LEARNING ABOUT DISEASES: CANCER
Cancer is a wild, unrestrained growth of cells. Some disturbance occurs which disrupts the balance of cells of different kinds in the body. The cells seem to return to their primitive state or to the infantile or fetal type. The body of a baby before birth grows much faster than does a cancer, but the growth of the cells in the developing child is controlled or regulated by an internal mechanism.
Many substances have the ability to stimulate the growth of cells. Pure chemicals, glandular substances, or physical forces like heat or pressure may stimulate cell growth. The changes that initiate the sudden, rapid growth of cancer cells and the traveling of these cells into other parts of the body involve many different factors related to the chemistry of the body, its nutrition, damage to tissues by inflammation and infection, and modifications of growth brought about by glandular action.

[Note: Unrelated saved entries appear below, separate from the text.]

use std::path::{Path, PathBuf};

use argdb::config::DatabaseSettings;
use argdb::db::{self, Engine, Session};
use tempfile::TempDir;

/// Migrated SQLite database in a temporary directory, removed on drop.
pub struct TempDb {
    dir: TempDir,
    path: PathBuf,
    engine: Engine,
}

impl TempDb {
    pub fn create(name: &str) -> Self {
        let dir = tempfile::tempdir().expect("create temp dir");
        let path = dir.path().join(format!("argdb-{name}.db"));

        let url = format!("sqlite://{}", path.display());
        let engine = db::get_engine(&DatabaseSettings::for_url(url)).expect("create engine");
        db::run_migrations(&engine).expect("run migrations");

        Self { dir, path, engine }
    }

    pub fn engine(&self) -> &Engine {
        &self.engine
    }

    pub fn session(&self) -> Session {
        self.engine.session().expect("check out session")
    }

    pub fn path(&self) -> &Path {
        &self.path
    }

    pub fn dir(&self) -> &Path {
        self.dir.path()
    }

    pub fn url(&self) -> String {
        format!("sqlite://{}", self.path.display())
    }
}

A variety of chemical products, particularly those related to tar, are known to be able to stimulate the growth of cancer. In tropical areas white people who do not protect themselves against the sun develop cancer in amounts out of all proportion to that which occurs among the native people with darker skins. To a large extent farmers also, as well as sailors, suffer from cancers of the skin.
Irritation is still a basic factor in the production of cancer. Continuous rubbing, irritation by irregular or jagged teeth, and heat from a pipe carried always in one corner of the mouth are known to be types of irritation that can excite the growth of cancer.